Project gestion des projets n’est heureusement pas une question de vie ou de vie, mais nous avons un problème similaire avec ceux qui s’en chargent du suivi des projets. Le responsable de projet sait-il ce qu’il doit faire lorsque le projet n’est pas suivi exactement comme prévu ? Vous pouvez y penser longtemps à l’avance. Avez-vous un budget d’urgence de temps et/ou d’argent ? Avez-vous une chaîne de commandes pour qu’ils obtiennent l’autorité nécessaire pour agir ? Avez-vous un plan de communication pour atteindre les bonnes personnes lorsque le projet est en retard ou non ? De plus, quels résultats constituent une action à prendre ? Un délai d’un jour vaut-il la peine d’être recalé ? Qu’en est-il d’une semaine ? Qu’en est-il d’une augmentation du risque ou de l’étendue ? La définition de certaines normes à l’avance peut éviter toute situation plus tard.

Astuce ou piste

Il n’est pas difficile de définir votre organisation ou votre projet pour implémenter le suivi. Presque jamais le produit de gestion de projet dans le secteur a une certaine capacité à stocker la progression du projet, mais il existe un aspect culturel d’entreprise du suivi qui doit toujours être pris en compte pour avoir de bonnes chances de succès et c’est pour ne pas envoyer le messenger. De nombreux responsables de projets avec qui j’ai parlé au fil du temps sont préoccupés par le fait que leur direction trouve que seules de bonnes nouvelles sont acceptables lors de la réception de rapports de projet.

Il y a un certain nombre d’années, j’ai été dans une grande salle de réunion d’une grande entreprise multinationale. Nous avons abordé l’impact de l’outil de gestion de projet en recevant des informations de la feuille de temps que nous publions.

« Je ne comprends pas », a déclaré un vice-président senior, « pourquoi, lorsque nous recevons les heures de feuille de temps, que les tâches ne mettent pas à jour la progression ».

« Si j’ai eu une tâche de 40 heures et que j’ai placé 40 heures d’efforts à partir de la feuille de temps dans cette tâche, qu’attendez-vous du résultat ? » J’ai demandé.

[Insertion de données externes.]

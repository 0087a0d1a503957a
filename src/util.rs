use crate::error::{Error, Result};

const COMMON_POWERS_OF_TEN: [f64; 10] = [
    1.0,
    10.0,
    100.0,
    1_000.0,
    10_000.0,
    100_000.0,
    1_000_000.0,
    10_000_000.0,
    100_000_000.0,
    1_000_000_000.0,
];

const COMMON_ORDINAL_NAMES: [&str; 10] = [
    "first", "second", "third", "fourth", "fifth", "sixth", "seventh", "eighth", "ninth", "tenth",
];

pub fn power_of_ten(exponent: u32) -> f64 {
    match COMMON_POWERS_OF_TEN.get(exponent as usize) {
        Some(power) => *power,
        None => 10f64.powi(exponent as i32),
    }
}

/// Ordinal word for a zero-based argument index, used in error messages.
pub fn ordinal_name(index: usize) -> String {
    match COMMON_ORDINAL_NAMES.get(index) {
        Some(name) => (*name).to_string(),
        None => format!("{}th", index + 1),
    }
}

/// Coerces a double into an `i32`, failing if that would lose precision.
pub fn require_int(x: f64) -> Result<i32> {
    let int_val = x as i32;
    if int_val as f64 != x {
        return Err(Error::IntegerRequired(x));
    }
    Ok(int_val)
}

pub fn bool_to_double(x: bool) -> f64 {
    if x {
        1.0
    } else {
        0.0
    }
}

pub fn double_to_bool(x: f64) -> bool {
    x != 0.0
}

pub fn bool_not(x: f64) -> f64 {
    bool_to_double(x == 0.0)
}

pub fn bool_and(a: f64, b: f64) -> f64 {
    bool_to_double(a != 0.0 && b != 0.0)
}

pub fn bool_or(a: f64, b: f64) -> f64 {
    bool_to_double(a != 0.0 || b != 0.0)
}

pub fn is_identifier_start(c: u8) -> bool {
    c.is_ascii_alphabetic() || c == b'_'
}

pub fn is_identifier_char(c: u8) -> bool {
    c.is_ascii_alphanumeric() || c == b'_'
}

pub fn is_valid_identifier_name(name: &str) -> bool {
    let bytes = name.as_bytes();
    match bytes.first() {
        Some(&first) if is_identifier_start(first) => {
            bytes[1..].iter().all(|&c| is_identifier_char(c))
        }
        _ => false,
    }
}

pub fn gcd(a: i32, b: i32) -> i32 {
    gcd_u32(a.unsigned_abs(), b.unsigned_abs()) as i32
}

pub fn lcm(a: i32, b: i32) -> i32 {
    if a == 0 || b == 0 {
        return 0;
    }
    let (a, b) = (a.unsigned_abs(), b.unsigned_abs());
    (a / gcd_u32(a, b) * b) as i32
}

fn gcd_u32(mut a: u32, mut b: u32) -> u32 {
    while b != 0 {
        let tmp = b;
        b = a % b;
        a = tmp;
    }
    a
}

#[cfg(test)]
mod tests {
    use super::*;

    #[test]
    fn test_require_int() {
        assert_eq!(require_int(4.0), Ok(4));
        assert_eq!(require_int(-4.0), Ok(-4));
        assert_eq!(require_int(4.5), Err(Error::IntegerRequired(4.5)));
    }

    #[test]
    fn test_ordinal_names() {
        assert_eq!(ordinal_name(0), "first");
        assert_eq!(ordinal_name(9), "tenth");
        assert_eq!(ordinal_name(10), "11th");
    }

    #[test]
    fn test_identifier_names() {
        assert!(is_valid_identifier_name("sin"));
        assert!(is_valid_identifier_name("_private"));
        assert!(is_valid_identifier_name("a_00__1"));
        assert!(is_valid_identifier_name("xA3"));
        assert!(!is_valid_identifier_name(""));
        assert!(!is_valid_identifier_name("1abc"));
        assert!(!is_valid_identifier_name("has space"));
        assert!(!is_valid_identifier_name("kebab-case"));
    }

    #[test]
    fn test_gcd_lcm() {
        assert_eq!(gcd(12, 18), 6);
        assert_eq!(gcd(-12, 18), 6);
        assert_eq!(gcd(0, 5), 5);
        assert_eq!(lcm(4, 6), 12);
        assert_eq!(lcm(0, 5), 0);
        assert_eq!(lcm(-4, 6), 12);
    }
}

Le vice-président a examiné la question confuse.

« Je m’attend à ce que ce soit terminé », a-t-il dit.

« Mais que se passe-t-il si ce n’est pas le cas ? » J’ai répondu.

« Je ne comprends pas », a déclaré le vice-président maintenant en cours. « S’il s’agit d’une tâche de 40 heures et que vous avez fait 40 heures de travail, cela doit être terminé. »

Je ne sais pas comment y répondre, mais heureusement, j’ai été enregistré par le chef du groupe de projets qui a demandé à parler au vice-président extérieur pendant un moment et a expliqué que la vie ne suit pas toujours le plan.

Faire comprendre à la direction qu’elle peut avoir le plus grand impact lorsque le projet ne se passe pas comme prévu est quelque chose qui peut offrir des avantages considérables, tout comme l’insérezation de la direction selon qui tout projet doit signaler l’avancement comme prévu peut être un obstacle.

Le suivi de votre projet peut être un traitement non seulement pour ceux qui le gèrent, mais aussi pour l’ensemble de l’organisation.

À propos de l’auteur

Chris Vandersluis est le président et le fondateur de Hms, hms Software basé au Canada, un microsoft certified Partner. Il dispose d’un degré d’économie de Mc Galerie University et plus de 30 ans d’expérience dans l’automatisation des systèmes de contrôle de projet. Il est membre de longue date de l’Project Management Institute (PMI) et a contribué à la recherche des chapitres Du groupe d’utilisateurs du Microsoft Project (MPUG) de Contrôle d’ensemble. Les publications pour lesquelles Chris a écrit incluent Classement, Heavy Construction News, Computing Canada magazine et PMI’s PMNetwork, et il est régulièrement habitué à Project Times. Il enseigne la gestion avancée Project à l’Université Mc University et parle souvent dans les fonctions d’association de gestion de projet en Amérique du Nord et dans le monde entier. HMS Software est l’éditeur du système de gestion du temps orienté projet TimeControl et est Microsoft Project solution solution depuis 1995.